A triploid carp is one that has an extra chromosome in its DNA, a feature of those that have been sterilized. The opposite is a diploid carp, which has no extra chromosome.
This sterilization process, which involves pressure-shocking the fish in a lab, causes nuclei in the fishes’ cells to change size. By looking at these cells, researchers can determine if the fish are unable to reproduce or if they are fertile – these carp, they found, could spawn. At least two of the four were diploid.
Next the scientists looked at earbones in the fish. These bones, called otoliths, have a crystalline structure consisting of calcium layers. These layers can be studied to determine a fish’s age and the composition of the water that it has lived in.

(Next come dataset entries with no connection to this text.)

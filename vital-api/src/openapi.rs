//! OpenAPI Specification for the VITAL API
//!
//! Uses utoipa to generate the OpenAPI document from Rust types and route
//! annotations.

use utoipa::openapi::security::{ApiKey, ApiKeyValue, SecurityScheme};
use utoipa::{Modify, OpenApi};

use crate::error::{ApiError, ErrorCode};
use crate::types::*;

// Import route modules for path references
use crate::routes::{
    exercise, habit, habit_log, health, journal, life_assessment, measurement, personal_record,
    profile, stats, workout, workout_template,
};

// Import domain types from vital-core
use vital_core::{
    BodyMeasurement, DateRange, Exercise, ExerciseType, Habit, HabitLog, JournalEntry,
    LifeAssessment, Period, PersonalRecord, Sex, Trend, UserProfile, Workout, WorkoutTemplate,
};

// Import derived read models from vital-engine
use vital_engine::{
    BodyMetricsReport, BodyTrends, ComparisonDelta, HabitStats, MeasurementPoint,
    PeriodComparison, PeriodWindowStats, RecordSummary, WeekWindow,
};

/// OpenAPI document for the VITAL API.
#[derive(OpenApi)]
#[openapi(
    info(
        title = "VITAL API",
        version = "0.3.0",
        description = "Personal health and habit tracking - habits, workouts, body metrics, and the derived stats that make them useful",
        license(name = "MIT", url = "https://opensource.org/licenses/MIT"),
        contact(name = "VITAL", url = "https://github.com/vital-run/vital")
    ),
    servers(
        (url = "http://localhost:8000", description = "Local Development")
    ),
    tags(
        (name = "Habits", description = "Habit definitions"),
        (name = "Habit Logs", description = "Per-day habit completion records"),
        (name = "Workouts", description = "Workout session management"),
        (name = "Workout Templates", description = "Reusable workout structures"),
        (name = "Exercises", description = "Exercise library, user-owned plus the standard set"),
        (name = "Personal Records", description = "Lift PR entries"),
        (name = "Measurements", description = "Body measurement samples"),
        (name = "Journal", description = "Free-form journal entries with mood"),
        (name = "Life Assessments", description = "Wheel-of-life area scores"),
        (name = "Profile", description = "User profile (BMI/BMR inputs)"),
        (name = "Stats", description = "Derived read models from the aggregation engine"),
        (name = "Health", description = "Service health probes")
    ),
    paths(
        // === Habit Routes ===
        habit::create_habit,
        habit::list_habits,
        habit::get_habit,
        habit::update_habit,
        habit::delete_habit,

        // === Habit Log Routes ===
        habit_log::create_habit_log,
        habit_log::list_today_logs,
        habit_log::update_habit_log,
        habit_log::delete_habit_log,

        // === Workout Routes ===
        workout::create_workout,
        workout::list_workouts,
        workout::get_workout,
        workout::update_workout,
        workout::delete_workout,

        // === Workout Template Routes ===
        workout_template::create_template,
        workout_template::list_templates,
        workout_template::get_template,
        workout_template::update_template,
        workout_template::delete_template,

        // === Exercise Library Routes ===
        exercise::create_exercise,
        exercise::list_exercises,
        exercise::get_exercise,
        exercise::update_exercise,
        exercise::delete_exercise,

        // === Personal Record Routes ===
        personal_record::create_record,
        personal_record::list_records,
        personal_record::delete_record,

        // === Measurement Routes ===
        measurement::create_measurement,
        measurement::list_measurements,
        measurement::delete_measurement,

        // === Journal Routes ===
        journal::create_entry,
        journal::list_entries,
        journal::delete_entry,

        // === Life Assessment Routes ===
        life_assessment::create_assessment,
        life_assessment::list_assessments,
        life_assessment::delete_assessment,

        // === Profile Routes ===
        profile::get_profile,
        profile::put_profile,

        // === Stats Routes ===
        stats::habit_stats_handler,
        stats::weekly_workouts_handler,
        stats::progress_handler,
        stats::personal_records_handler,
        stats::body_metrics_handler,

        // === Health Routes ===
        health::ping,
        health::liveness,
        health::readiness,
    ),
    components(
        schemas(
            // === Error Types ===
            ApiError, ErrorCode,

            // === Habit Types ===
            CreateHabitRequest, UpdateHabitRequest, HabitListResponse,
            CreateHabitLogRequest, UpdateHabitLogRequest, HabitLogListResponse,

            // === Workout Types ===
            CreateWorkoutRequest, UpdateWorkoutRequest, WorkoutListResponse,
            CreateTemplateRequest, UpdateTemplateRequest, TemplateListResponse,
            CreateExerciseRequest, UpdateExerciseRequest, ExerciseListResponse,
            CreatePersonalRecordRequest, PersonalRecordListResponse,

            // === Measurement Types ===
            CreateMeasurementRequest, MeasurementListResponse,

            // === Journal / Assessment Types ===
            CreateJournalEntryRequest, JournalListResponse,
            CreateLifeAssessmentRequest, LifeAssessmentListResponse,

            // === Profile Types ===
            UpdateProfileRequest,

            // === Stats Types ===
            HabitStatsResponse, WeeklyWorkoutStatsResponse,

            // === Health Types ===
            health::HealthResponse, health::HealthStatus, health::HealthDetails,

            // === Core Domain Types (from vital-core) ===
            Habit, HabitLog, Workout, WorkoutTemplate, Exercise, PersonalRecord,
            BodyMeasurement, JournalEntry, LifeAssessment, UserProfile,
            Sex, Trend, Period, ExerciseType, DateRange,

            // === Derived Read Models (from vital-engine) ===
            HabitStats, WeekWindow,
            PeriodComparison, PeriodWindowStats, ComparisonDelta,
            RecordSummary, BodyMetricsReport, BodyTrends, MeasurementPoint,
        )
    ),
    modifiers(&SecurityAddon)
)]
pub struct ApiDoc;

/// Security scheme modifier for the OpenAPI document.
///
/// Identity is a plain header, not a credential; it is modeled as an API key
/// scheme so generated clients send it on every request.
struct SecurityAddon;

impl Modify for SecurityAddon {
    fn modify(&self, openapi: &mut utoipa::openapi::OpenApi) {
        if let Some(components) = openapi.components.as_mut() {
            components.add_security_scheme(
                "user_id",
                SecurityScheme::ApiKey(ApiKey::Header(ApiKeyValue::new(
                    crate::context::USER_ID_HEADER,
                ))),
            );
        }
    }
}

impl ApiDoc {
    /// Generate the OpenAPI spec as a JSON string.
    pub fn to_json() -> Result<String, serde_json::Error> {
        let openapi = Self::openapi();
        serde_json::to_string_pretty(&openapi)
    }
}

The otoliths were removed from the fish, sliced and polished by a team at Bowling Green State University in collaboration with the Great Lakes Institute of Environmental Research at the University of Windsor. A laser oblation spectrophotometer shoots a pinpointed beam at the bones. It vaporizes the surface of the otolith down the middle, a little at a time, says Chapman. Each time it does, 3,000 measurements can be taken over the 4 millimeter length of the earbone.
The calcium-heavy crystalline structure of the otolith bones analyzed were found to contain concentrations of strontium, an element the Sandusky River contains in naturally high amounts due to bedrock that helps form its banks.
“We were able to determine that they hadn’t left the river,” said Chapman. So the Sandusky, long thought to be a river averse to carp spawning because of its short length, had supported the fish from birth.
Chapman assisted on a risk assessment for the Lake Erie Rivers in 2007, and the Sandusky River was not listed as a potential spawning site at that time because of its short length. But the USGS Illinois Water Science Center took new biological information developed by Chapman in 2011, and combined them with physical parameters of the Maumee and Sandusky River to model the adequacy of the rivers for reproduction by Asian carps. While the 2007 risk assessment found that the Sandusky River was at low risk for carp infestation, the model found it could provide a better spawning ground than the Maumee.
“We really do need to do these models, because everyone thought the Maumee would be the best river in the Great Lakes for Asian carp reproduction,” said Chapman. “But when we ran the models, it wasn’t nearly as good as the Sandusky, where we actually found grass carp were reproducing.”
Full results of the study are published in the Journal of Great Lakes Research.